### Stored data

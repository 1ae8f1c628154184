//! Graceful stop with kill escalation.
//!
//! # Strategy
//! 1. Write the stop command to the server's stdin
//! 2. Wait up to `timeout` for the OS to report the process exit
//! 3. If still running, kill it and wait for the exit to be reaped
//!
//! The protocol runs in its own task, claimed by the first caller, so the
//! timer keeps running even if that caller goes away. Every caller waits on
//! the handle's exit signal and so observes the same [`ExitReport`].

use blockhost_core::{BroadcastPort, ExitReport, LifecycleState, ServerEvent, status_topic};
use std::sync::Arc;
use std::time::Duration;
use tracing::{debug, info};

use crate::process::handle::ProcessHandle;

/// Stop policy shared by every server in a registry.
pub struct StopProtocol {
    command: String,
    timeout: Duration,
    broadcast: Arc<dyn BroadcastPort>,
}

impl StopProtocol {
    pub fn new(command: impl Into<String>, timeout: Duration, broadcast: Arc<dyn BroadcastPort>) -> Self {
        Self {
            command: command.into(),
            timeout,
            broadcast,
        }
    }

    pub const fn timeout(&self) -> Duration {
        self.timeout
    }

    /// Stop gracefully, escalating to a kill after the timeout.
    ///
    /// Returns once the process has exited and the registry has removed it.
    pub async fn stop(&self, handle: &Arc<ProcessHandle>) -> ExitReport {
        self.announce_stopping(handle);

        if handle.claim_stop_driver() {
            let driver = Arc::clone(handle);
            let command = self.command.clone();
            let timeout = self.timeout;
            tokio::spawn(async move { drive(driver, command, timeout).await });
        } else {
            debug!(server_id = %handle.server_id(), "Stop already in progress, waiting for exit");
        }

        handle.wait_exit().await
    }

    /// Kill immediately and wait for the exit to be reaped.
    pub async fn kill(&self, handle: &Arc<ProcessHandle>) -> ExitReport {
        self.announce_stopping(handle);
        handle.kill("forced stop requested");
        handle.wait_exit().await
    }

    fn announce_stopping(&self, handle: &ProcessHandle) {
        if handle.mark_stopping() {
            let id = handle.server_id();
            self.broadcast.publish(
                &status_topic(id),
                ServerEvent::status(id, LifecycleState::Stopping, handle.pid()),
            );
        }
    }
}

async fn drive(handle: Arc<ProcessHandle>, command: String, timeout: Duration) {
    let id = handle.server_id().to_string();
    if handle.process_exited() {
        debug!(server_id = %id, "Process already exited, nothing to stop");
        return;
    }
    info!(server_id = %id, timeout_secs = timeout.as_secs_f64(), "Sending stop command");
    handle.logs().system(format!("Sending stop command: {command}"));

    if let Err(e) = handle.write_line(&command).await {
        // The timer below still bounds how long we wait.
        debug!(server_id = %id, error = %e, "Failed to write stop command");
        handle
            .logs()
            .system(format!("Failed to send stop command: {e}"));
    }

    if tokio::time::timeout(timeout, handle.wait_process_exit()).await.is_ok() {
        debug!(server_id = %id, "Server stopped gracefully");
        return;
    }

    handle.kill(&format!(
        "did not stop within {:.1}s",
        timeout.as_secs_f64()
    ));
}
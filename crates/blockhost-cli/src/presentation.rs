//! Terminal formatting for entries, events and tables.

use blockhost_core::{LifecycleState, LogEntry, ServerEvent};
use chrono::Local;
use std::fmt::Write;

/// Print a horizontal separator line.
pub fn print_separator(width: usize) {
    println!("{}", "-".repeat(width));
}

/// `1h 02m 03s` style uptime; `-` for zero.
pub fn format_uptime(secs: u64) -> String {
    if secs == 0 {
        return "-".to_string();
    }
    let (h, m, s) = (secs / 3600, (secs % 3600) / 60, secs % 60);
    if h > 0 {
        format!("{h}h {m:02}m {s:02}s")
    } else if m > 0 {
        format!("{m}m {s:02}s")
    } else {
        format!("{s}s")
    }
}

/// One log entry in local time.
pub fn format_entry(entry: &LogEntry) -> String {
    format!(
        "{} [{:<7}] {}",
        entry.timestamp.with_timezone(&Local).format("%H:%M:%S"),
        entry.source.as_str(),
        entry.message
    )
}

/// One broadcast event as a console line.
pub fn format_event(event: &ServerEvent) -> String {
    match event {
        ServerEvent::Log { server_id, entry } => format!("{server_id} | {}", format_entry(entry)),
        ServerEvent::Status(change) => {
            let mut line = format!("{} is {}", change.server_id, change.state.as_str());
            if let Some(pid) = change.pid.filter(|_| change.state == LifecycleState::Running) {
                let _ = write!(line, " (pid {pid})");
            }
            if let Some(code) = change.exit_code {
                let _ = write!(line, " (exit code {code})");
            }
            line
        }
    }
}
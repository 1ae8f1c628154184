//! Config/record store port.
//!
//! The store owns server configuration and the persisted start/stop
//! timestamps. The supervisor only reads configuration and records
//! timestamps; it never assumes exclusive access.

use async_trait::async_trait;
use chrono::{DateTime, Utc};

use super::RepositoryError;
use crate::domain::ServerConfig;

/// Record store for server configuration.
///
/// # Design Rules
///
/// - No storage types in signatures
/// - Calls may be slow or fail; callers must not hold their own locks across them
#[cfg_attr(feature = "mock", mockall::automock)]
#[async_trait]
pub trait ConfigStorePort: Send + Sync {
    /// Fetch the configuration for a server.
    ///
    /// Returns `Err(RepositoryError::NotFound)` for unknown identifiers.
    async fn get(&self, id: &str) -> Result<ServerConfig, RepositoryError>;

    /// List every configured identifier in the store's own order.
    async fn list_ids(&self) -> Result<Vec<String>, RepositoryError>;

    /// Record when a server process was started.
    async fn set_started(&self, id: &str, at: DateTime<Utc>) -> Result<(), RepositoryError>;

    /// Record when a server process exited.
    async fn set_stopped(&self, id: &str, at: DateTime<Utc>) -> Result<(), RepositoryError>;
}
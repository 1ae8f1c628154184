//! Bounded ring buffer of captured log entries.

use blockhost_core::{LogEntry, LogFilter};
use std::collections::VecDeque;

/// Fixed-capacity FIFO of log entries.
///
/// Appending beyond capacity evicts the single oldest entry.
#[derive(Debug)]
pub struct LogBuffer {
    entries: VecDeque<LogEntry>,
    capacity: usize,
}

impl LogBuffer {
    /// Create an empty buffer. A capacity of 0 is treated as 1.
    pub fn new(capacity: usize) -> Self {
        let capacity = capacity.max(1);
        Self {
            entries: VecDeque::with_capacity(capacity),
            capacity,
        }
    }

    /// Add an entry, removing the oldest if at capacity.
    pub fn push(&mut self, entry: LogEntry) {
        if self.entries.len() >= self.capacity {
            self.entries.pop_front();
        }
        self.entries.push_back(entry);
    }

    pub fn len(&self) -> usize {
        self.entries.len()
    }

    pub fn is_empty(&self) -> bool {
        self.entries.is_empty()
    }

    pub const fn capacity(&self) -> usize {
        self.capacity
    }

    /// Copy of all entries in arrival order.
    pub fn snapshot(&self) -> Vec<LogEntry> {
        self.entries.iter().cloned().collect()
    }

    /// Filtered copy; see [`LogFilter::apply`].
    pub fn query(&self, filter: &LogFilter) -> Vec<LogEntry> {
        filter.apply(self.entries.iter().cloned())
    }
}

#[cfg(test)]
mod tests {
    use super::*;
    use blockhost_core::LogSource;

    fn entry(message: &str) -> LogEntry {
        LogEntry::new(LogSource::Stdout, message)
    }

    fn messages(buffer: &LogBuffer) -> Vec<String> {
        buffer.snapshot().into_iter().map(|e| e.message).collect()
    }

    #[test]
    fn evicts_oldest_beyond_capacity() {
        let mut buffer = LogBuffer::new(3);
        for m in ["A", "B", "C", "D"] {
            buffer.push(entry(m));
        }
        assert_eq!(messages(&buffer), vec!["B", "C", "D"]);
    }

    #[test]
    fn holds_last_n_after_many_appends() {
        let capacity = 5;
        let mut buffer = LogBuffer::new(capacity);
        for i in 0..(capacity + 17) {
            buffer.push(entry(&i.to_string()));
            assert!(buffer.len() <= capacity);
        }
        let expected: Vec<String> = (17..22).map(|i| i.to_string()).collect();
        assert_eq!(messages(&buffer), expected);
    }

    #[test]
    fn snapshot_is_detached_from_buffer() {
        let mut buffer = LogBuffer::new(2);
        buffer.push(entry("one"));
        let snap = buffer.snapshot();
        buffer.push(entry("two"));
        buffer.push(entry("three"));
        assert_eq!(snap.len(), 1);
        assert_eq!(snap[0].message, "one");
    }

    #[test]
    fn zero_capacity_keeps_one_entry() {
        let mut buffer = LogBuffer::new(0);
        buffer.push(entry("a"));
        buffer.push(entry("b"));
        assert_eq!(buffer.capacity(), 1);
        assert_eq!(messages(&buffer), vec!["b"]);
    }

    #[test]
    fn query_by_source_with_limit() {
        let mut buffer = LogBuffer::new(10);
        buffer.push(LogEntry::new(LogSource::Stdout, "out"));
        buffer.push(LogEntry::new(LogSource::Stderr, "err"));

        let out = buffer.query(
            &LogFilter::default()
                .with_source(LogSource::Stderr)
                .with_limit(1),
        );
        assert_eq!(out.len(), 1);
        assert_eq!(out[0].source, LogSource::Stderr);
        assert_eq!(out[0].message, "err");
    }
}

### Required work
Pull out each line of the entries that contains "LifecycleState".

### Answer for this exercise
use blockhost_core::{BroadcastPort, ExitReport, LifecycleState, ServerEvent, status_topic};
                ServerEvent::status(id, LifecycleState::Stopping, handle.pid()),
use blockhost_core::{LifecycleState, LogEntry, ServerEvent};
            if let Some(pid) = change.pid.filter(|_| change.state == LifecycleState::Running) {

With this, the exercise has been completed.